INFORMATION GIVEN section start
pub mod attendance;
pub mod report;
pub mod student;
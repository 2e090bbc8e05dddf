use sqlx::AnyPool;
use sqlx::any::{AnyPoolOptions, install_default_drivers};

// MySQL in deployment, SQLite in tests; the DDL below is valid for both.
static SCHEMA: &[&str] = &[
    r#"
    CREATE TABLE IF NOT EXISTS users (
        username        VARCHAR(191) NOT NULL PRIMARY KEY,
        hashed_password VARCHAR(255) NOT NULL,
        email           VARCHAR(255) NOT NULL DEFAULT '',
        full_name       VARCHAR(255) NOT NULL DEFAULT '',
        disabled        BIGINT NOT NULL DEFAULT 0
    )
    "#,
    // no uniqueness on id: repeated registrations are kept as separate rows,
    // `seq` numbers them in registration order
    r#"
    CREATE TABLE IF NOT EXISTS students (
        seq         BIGINT NOT NULL,
        id          VARCHAR(191) NOT NULL,
        name        VARCHAR(255) NOT NULL,
        class_name  VARCHAR(255) NOT NULL,
        facial_data BLOB NOT NULL
    )
    "#,
    r#"
    CREATE TABLE IF NOT EXISTS attendance (
        date        VARCHAR(10) NOT NULL,
        student_id  VARCHAR(191) NOT NULL,
        status      VARCHAR(64) NOT NULL,
        recorded_at VARCHAR(32) NOT NULL,
        method      VARCHAR(64) NOT NULL
    )
    "#,
];

pub async fn init_db(database_url: &str) -> Result<AnyPool, sqlx::Error> {
    install_default_drivers();
    AnyPool::connect(database_url).await
}

/// Single-connection pool over a private in-memory SQLite database.
pub async fn init_memory_db() -> Result<AnyPool, sqlx::Error> {
    install_default_drivers();
    AnyPoolOptions::new()
        .max_connections(1)
        .idle_timeout(None)
        .max_lifetime(None)
        .connect("sqlite::memory:")
        .await
}

pub async fn ensure_schema(pool: &AnyPool) -> Result<(), sqlx::Error> {
    for ddl in SCHEMA {
        sqlx::query(ddl).execute(pool).await?;
    }
    Ok(())
}
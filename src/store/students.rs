use sqlx::AnyPool;

use crate::model::student::{Student, StudentRow};
use crate::recognition::encoding_to_bytes;

pub async fn insert_student(pool: &AnyPool, student: &Student) -> Result<(), sqlx::Error> {
    sqlx::query(
        r#"
        INSERT INTO students (seq, id, name, class_name, facial_data)
        SELECT COALESCE(MAX(seq), 0) + 1, ?, ?, ?, ? FROM students
        "#,
    )
    .bind(&student.id)
    .bind(&student.name)
    .bind(&student.class_name)
    .bind(encoding_to_bytes(&student.facial_data))
    .execute(pool)
    .await?;

    Ok(())
}

/// Full registry scan in registration order.
pub async fn list_all(pool: &AnyPool) -> Result<Vec<Student>, sqlx::Error> {
    let rows = sqlx::query_as::<_, StudentRow>(
        "SELECT id, name, class_name, facial_data FROM students ORDER BY seq",
    )
    .fetch_all(pool)
    .await?;

    Ok(rows.into_iter().map(Student::from).collect())
}
use crate::{
    auth::auth::AuthUser, error::AppError, model::student::Student, store::students::insert_student,
};
use actix_web::{HttpResponse, web};
use serde_json::json;
use sqlx::AnyPool;
use tracing::{error, info};

/// Register Student
#[utoipa::path(
    post,
    path = "/register_student",
    request_body = Student,
    responses(
        (status = 200, description = "Student registered", body = Object, example = json!({
            "message": "Student registered successfully"
        })),
        (status = 401, description = "Unauthorized"),
        (status = 403, description = "Caller is not an administrator"),
        (status = 500, description = "Failed to register student")
    ),
    security(
        ("bearer_auth" = [])
    ),
    tag = "Students"
)]
pub async fn register_student(
    auth: AuthUser,
    pool: web::Data<AnyPool>,
    payload: web::Json<Student>,
) -> Result<HttpResponse, AppError> {
    auth.require_admin()?;

    insert_student(pool.get_ref(), &payload).await.map_err(|e| {
        error!(error = %e, student_id = %payload.id, "Failed to register student");
        AppError::from(e)
    })?;

    info!(student_id = %payload.id, by = %auth.username, "Student registered");

    Ok(HttpResponse::Ok().json(json!({
        "message": "Student registered successfully"
    })))
}
pub mod attendance;
pub mod role;
pub mod student;
pub mod user;
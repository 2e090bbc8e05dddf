use std::time::{SystemTime, UNIX_EPOCH};

use crate::{error::AppError, models::Claims};
use jsonwebtoken::{DecodingKey, EncodingKey, Header, Validation, decode, encode, errors::Error};
use tracing::debug;
use uuid::Uuid;

/// Lifetime used when the caller does not ask for one.
pub const DEFAULT_TTL_SECS: u64 = 15 * 60;

fn now() -> usize {
    SystemTime::now()
        .duration_since(UNIX_EPOCH)
        .map(|d| d.as_secs() as usize)
        .unwrap_or(0)
}

pub fn issue_token(username: &str, ttl: Option<u64>, secret: &str) -> Result<String, Error> {
    let issued_at = now();
    let claims = Claims {
        sub: Some(username.to_string()),
        iat: issued_at,
        exp: issued_at + ttl.unwrap_or(DEFAULT_TTL_SECS) as usize,
        jti: Uuid::new_v4().to_string(),
    };

    encode(
        &Header::default(),
        &claims,
        &EncodingKey::from_secret(secret.as_bytes()),
    )
}

/// Returns the username carried by a valid token. A token is dead from the
/// second named in `exp` onwards.
pub fn validate_token(token: &str, secret: &str) -> Result<String, AppError> {
    let mut validation = Validation::default();
    validation.leeway = 0;

    let data = decode::<Claims>(
        token,
        &DecodingKey::from_secret(secret.as_bytes()),
        &validation,
    )
    .map_err(|e| {
        debug!(error = %e, "Token rejected");
        AppError::Unauthenticated
    })?;

    if data.claims.exp <= now() {
        debug!(exp = data.claims.exp, "Token expired");
        return Err(AppError::Unauthenticated);
    }

    data.claims
        .sub
        .filter(|sub| !sub.is_empty())
        .ok_or(AppError::Unauthenticated)
}

#[cfg(test)]
mod tests {
    use super::*;
    use serde_json::json;

    const SECRET: &str = "test-secret";

    fn raw_token(claims: serde_json::Value) -> String {
        encode(
            &Header::default(),
            &claims,
            &EncodingKey::from_secret(SECRET.as_bytes()),
        )
        .unwrap()
    }

    #[test]
    fn issued_token_carries_username() {
        let token = issue_token("teacher1", Some(1800), SECRET).unwrap();
        assert_eq!(validate_token(&token, SECRET).unwrap(), "teacher1");
    }

    #[test]
    fn default_lifetime_is_fifteen_minutes() {
        let token = issue_token("admin", None, SECRET).unwrap();
        let claims = decode::<Claims>(
            &token,
            &DecodingKey::from_secret(SECRET.as_bytes()),
            &Validation::default(),
        )
        .unwrap()
        .claims;

        assert_eq!(claims.exp - claims.iat, 900);
    }

    #[test]
    fn rejected_at_expiry() {
        let token = issue_token("admin", Some(0), SECRET).unwrap();
        assert!(matches!(
            validate_token(&token, SECRET),
            Err(AppError::Unauthenticated)
        ));
    }

    #[test]
    fn rejected_after_expiry() {
        let past = now() - 120;
        let token = raw_token(json!({ "sub": "admin", "iat": past - 60, "exp": past, "jti": "x" }));
        assert!(validate_token(&token, SECRET).is_err());
    }

    #[test]
    fn rejected_with_other_secret() {
        let token = issue_token("admin", Some(60), "another-secret").unwrap();
        assert!(validate_token(&token, SECRET).is_err());
    }

    #[test]
    fn rejected_without_subject() {
        let iat = now();
        let token = raw_token(json!({ "iat": iat, "exp": iat + 60, "jti": "x" }));
        assert!(validate_token(&token, SECRET).is_err());

        let token = raw_token(json!({ "sub": "", "iat": iat, "exp": iat + 60, "jti": "x" }));
        assert!(validate_token(&token, SECRET).is_err());
    }

    #[test]
    fn garbage_is_rejected() {
        assert!(validate_token("not.a.jwt", SECRET).is_err());
    }
}
#![allow(dead_code)]

use std::io::Cursor;
use std::sync::OnceLock;

use attendance::auth::password::hash_password;
use attendance::config::{Config, RoleTable};
use attendance::db::{ensure_schema, init_memory_db};
use attendance::model::user::User;
use attendance::recognition::{DEFAULT_TOLERANCE, Encoding, FaceRecognizer, within_tolerance};
use attendance::store::users::insert_user;
use image::{DynamicImage, ImageFormat, RgbImage};
use sqlx::AnyPool;

pub const SECRET: &str = "integration-secret";
pub const PASSWORD: &str = "correct horse";

/// Builds the app the way `main` does, minus logging and swagger.
macro_rules! test_app {
    ($pool:expr, $recognizer:expr) => {{
        let config = crate::common::test_config();
        let recognizer: std::sync::Arc<dyn attendance::recognition::FaceRecognizer> =
            std::sync::Arc::new($recognizer);
        actix_web::test::init_service(
            actix_web::App::new()
                .app_data(actix_web::web::Data::new($pool.clone()))
                .app_data(actix_web::web::Data::new(config.clone()))
                .app_data(actix_web::web::Data::from(recognizer))
                .configure(|cfg| attendance::routes::configure(cfg, config.clone())),
        )
        .await
    }};
}

pub fn test_config() -> Config {
    Config {
        database_url: "sqlite::memory:".into(),
        jwt_secret: SECRET.into(),
        server_addr: "127.0.0.1:0".into(),
        access_token_ttl: 1800,
        roles: RoleTable {
            admins: vec!["admin".into()],
            teachers: vec!["teacher1".into(), "teacher2".into()],
        },
        face_match_tolerance: DEFAULT_TOLERANCE,
        embedding_socket: "/nonexistent/embedding.sock".into(),
        max_image_bytes: 1 << 20,
        rate_login_per_min: 0,
        rate_protected_per_min: 0,
        log_dir: "logs".into(),
    }
}

pub fn shared_hash() -> &'static str {
    static HASH: OnceLock<String> = OnceLock::new();
    HASH.get_or_init(|| hash_password(PASSWORD).unwrap())
}

/// Fresh database with `admin`, `teacher1` and `clerk` (no role), all using `PASSWORD`.
pub async fn seeded_pool() -> AnyPool {
    let pool = init_memory_db().await.unwrap();
    ensure_schema(&pool).await.unwrap();

    for username in ["admin", "teacher1", "clerk"] {
        insert_user(
            &pool,
            &User {
                username: username.into(),
                hashed_password: shared_hash().to_string(),
                email: Some(format!("{username}@school.test")),
                full_name: None,
                disabled: Some(false),
            },
        )
        .await
        .unwrap();
    }

    pool
}

pub fn bearer(username: &str) -> (&'static str, String) {
    let token = attendance::auth::jwt::issue_token(username, Some(600), SECRET).unwrap();
    ("Authorization", format!("Bearer {token}"))
}

pub fn png_bytes() -> Vec<u8> {
    let img = DynamicImage::ImageRgb8(RgbImage::new(8, 8));
    let mut buf = Cursor::new(Vec::new());
    img.write_to(&mut buf, ImageFormat::Png).unwrap();
    buf.into_inner()
}

/// Pretends every image contains the given faces.
pub struct StubRecognizer {
    pub faces: Vec<Encoding>,
}

impl StubRecognizer {
    pub fn seeing(faces: Vec<Encoding>) -> Self {
        Self { faces }
    }
}

impl FaceRecognizer for StubRecognizer {
    fn detect_and_encode(&self, _image: &DynamicImage) -> anyhow::Result<Vec<Encoding>> {
        Ok(self.faces.clone())
    }

    fn matches(&self, candidate: &Encoding, stored: &Encoding) -> bool {
        within_tolerance(candidate, stored, DEFAULT_TOLERANCE)
    }
}

pub struct BrokenRecognizer;

impl FaceRecognizer for BrokenRecognizer {
    fn detect_and_encode(&self, _image: &DynamicImage) -> anyhow::Result<Vec<Encoding>> {
        anyhow::bail!("model not loaded")
    }

    fn matches(&self, _candidate: &Encoding, _stored: &Encoding) -> bool {
        false
    }
}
INFORMATION GIVEN section end
▶ DESCRIPTION OF THE TASK
Whenever a line includes the word "FaceRecognizer", pull it out of the entries.

▶ RESULT OF THE TASK
use attendance::recognition::{DEFAULT_TOLERANCE, Encoding, FaceRecognizer, within_tolerance};
        let recognizer: std::sync::Arc<dyn attendance::recognition::FaceRecognizer> =
impl FaceRecognizer for StubRecognizer {
impl FaceRecognizer for BrokenRecognizer {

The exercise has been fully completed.